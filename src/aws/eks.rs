// Copyright 2026, Jeroen van Erp <jeroen@geeko.me>
// SPDX-License-Identifier: Apache-2.0

//! Cluster lookup through the EKS API

use crate::error::{BootstrapError, Result};
use crate::types::ClusterDescriptor;
use async_trait::async_trait;
use aws_config::SdkConfig;
use aws_sdk_eks::config::retry::RetryConfig;
use aws_sdk_eks::error::{DisplayErrorContext, SdkError};
use aws_sdk_eks::operation::describe_cluster::DescribeClusterError;
use aws_sdk_eks::types::Cluster;
use tracing::{info, instrument};

/// Resolves a cluster id to its endpoint and CA bundle
#[cfg_attr(test, mockall::automock)]
#[async_trait]
pub trait ClusterLocator: Send + Sync {
    async fn locate(&self, cluster_id: &str) -> Result<ClusterDescriptor>;
}

pub struct EksClusterLocator {
    client: aws_sdk_eks::Client,
}

impl EksClusterLocator {
    pub fn new(sdk_config: &SdkConfig, max_attempts: u32) -> Self {
        let client = aws_sdk_eks::Client::from_conf(
            aws_sdk_eks::config::Builder::from(sdk_config)
                .retry_config(RetryConfig::standard().with_max_attempts(max_attempts))
                .build(),
        );
        Self { client }
    }
}

#[async_trait]
impl ClusterLocator for EksClusterLocator {
    #[instrument(skip(self))]
    async fn locate(&self, cluster_id: &str) -> Result<ClusterDescriptor> {
        let response = self
            .client
            .describe_cluster()
            .name(cluster_id)
            .send()
            .await
            .map_err(|err| describe_error(cluster_id, err))?;

        let Some(cluster) = response.cluster() else {
            return Err(BootstrapError::NotFound {
                cluster_id: cluster_id.to_string(),
            });
        };

        let descriptor = descriptor_from_cluster(cluster_id, cluster)?;
        info!(
            "Located cluster {} at {}",
            descriptor.name(),
            descriptor.endpoint()
        );
        Ok(descriptor)
    }
}

/// An unknown cluster is `NotFound`, any other DescribeCluster failure `TransientApi`
pub fn describe_error<R>(cluster_id: &str, err: SdkError<DescribeClusterError, R>) -> BootstrapError
where
    R: std::fmt::Debug + Send + Sync + 'static,
{
    let err = err.into_service_error();
    if err.is_resource_not_found_exception() {
        BootstrapError::NotFound {
            cluster_id: cluster_id.to_string(),
        }
    } else {
        BootstrapError::TransientApi(format!(
            "Failed to describe cluster {}: {}",
            cluster_id,
            DisplayErrorContext(&err)
        ))
    }
}

/// Extract connection details from a described cluster
pub fn descriptor_from_cluster(cluster_id: &str, cluster: &Cluster) -> Result<ClusterDescriptor> {
    let Some(endpoint) = cluster.endpoint() else {
        return Err(BootstrapError::ClusterNotReady(format!(
            "Cluster {} has no endpoint yet",
            cluster_id
        )));
    };

    let Some(ca_data) = cluster
        .certificate_authority()
        .and_then(|ca| ca.data())
        .filter(|data| !data.is_empty())
    else {
        return Err(BootstrapError::ClusterNotReady(format!(
            "Cluster {} has no certificate authority data yet",
            cluster_id
        )));
    };

    ClusterDescriptor::new(cluster_id, endpoint, ca_data)
}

________

Task item ::
Write out exactly the lines from the start of the material through the line with "use aws_sdk_eks::types::Cluster;". No other output is expected.

Task output ::
filename src/aws/eks.rs
// Copyright 2026, Jeroen van Erp <jeroen@geeko.me>
// SPDX-License-Identifier: Apache-2.0

//! Cluster lookup through the EKS API

use crate::error::{BootstrapError, Result};
use crate::types::ClusterDescriptor;
use async_trait::async_trait;
use aws_config::SdkConfig;
use aws_sdk_eks::config::retry::RetryConfig;
use aws_sdk_eks::error::{DisplayErrorContext, SdkError};
use aws_sdk_eks::operation::describe_cluster::DescribeClusterError;
use aws_sdk_eks::types::Cluster;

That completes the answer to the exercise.